Stereotactic radiosurgery: options for Albertans

Schneider W L, Hailey D
Record ID 31998008643
Authors' objectives: Provide an overview of the effectiveness and status of stereotactic radiosurgery (SRS). Compare the two most commonly used devices, gamma knife and focused linear accelerator. Provide costs for sending patients out of province/country versus offering SRS in Alberta.
Authors' results and conclusions: SRS has been most widely used in the treatment of brain metastases, arteriovenous malformations (AVMs) and acoustic neuromas. The two most common approaches to SRS use the Gamma Knife- or focused linear accelerator (LINAC). Each delivers a focused beam of radiation to a tumour or malformation while sparing healthy tissue. There is insufficient information to determine the comparative effectiveness of the GK and LINAC approaches. The data on comparison of SRS with other types of treatment are also limited. Excellent quality assurance and placement of SRS in specialized centres are essential.

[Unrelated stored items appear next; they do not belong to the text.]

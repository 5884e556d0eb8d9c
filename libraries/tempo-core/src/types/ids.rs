/// ID types for Tempo entities
use serde::{Deserialize, Serialize};
use std::fmt;

/// Track identifier
///
/// Servers may hand out numeric ids; they are normalised to strings at the
/// provider boundary so the playback core only ever compares strings.
#[derive(Debug, Clone, PartialEq, Eq, Hash, PartialOrd, Ord, Serialize, Deserialize)]
#[serde(transparent)]
pub struct TrackId(String);

impl TrackId {
    /// Create a new track ID
    pub fn new(id: impl Into<String>) -> Self {
        Self(id.into())
    }

    /// Get the inner string
    pub fn as_str(&self) -> &str {
        &self.0
    }
}

impl fmt::Display for TrackId {
    fn fmt(&self, f: &mut fmt::Formatter<'_>) -> fmt::Result {
        write!(f, "{}", self.0)
    }
}

impl From<&str> for TrackId {
    fn from(value: &str) -> Self {
        Self::new(value)
    }
}

impl From<String> for TrackId {
    fn from(value: String) -> Self {
        Self(value)
    }
}

impl From<u64> for TrackId {
    fn from(value: u64) -> Self {
        Self(value.to_string())
    }
}

#[cfg(test)]
mod tests {
    use super::*;

    #[test]
    fn numeric_ids_become_strings() {
        assert_eq!(TrackId::from(42u64).as_str(), "42");
        assert_eq!(TrackId::from(42u64), TrackId::new("42"));
    }

    #[test]
    fn serializes_transparently() {
        let json = serde_json::to_string(&TrackId::new("abc")).unwrap();
        assert_eq!(json, "\"abc\"");
    }
}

Authors' recommendations: SRS is a useful technology in the treatment of a number of neurological conditions. However, the quality of the evidence of effectiveness, especially in terms of long-term outcomes, remains limited. SRS in the treatment of brain metastases show indications of good local control, and improvements to quality of life through increased functional independence. The effects on survival are less clear and the basis for comparison with other approaches to treatment is weak. The role of SRS in relation to surgery still does not seem well defined with respect to treatment of AVMs and acoustic neuromas. Microsurgery will remain a major option for patients with these conditions. Both the GK and LINAC approaches to SRS continue to be widely used. There is no evidence that either one is more effective than the other. Given the substantially higher costs of the GK approach, only referral to good quality LINAC SRS facilities should be considered for patients in Alberta. Excellent quality assurance, expertise in advanced diagnostic imaging and planning, and involvement of a multi-disciplinary team of health professionals are essential for an SRS facility. Only one SRS site in Alberta would be appropriate, given the caseload and the need for expertise and the wish for cost-efficiency. The Alberta cost per case might be of the order of $4,000. This compares favourably with costs of out-of-province referral, either to centres in Canada or in the U. S. For some cases, SRS would provide a cheaper option than surgery, at least in the short-term. However, there would be a need to consider patient selection and longer-term outcomes very carefully before a judgment could be made on the appropriate place of each technology. An Alberta-based SRS centre should systematically collect data on the patients it treats, including long-term follow-up, and seek to develop links with other SRS centres in North America.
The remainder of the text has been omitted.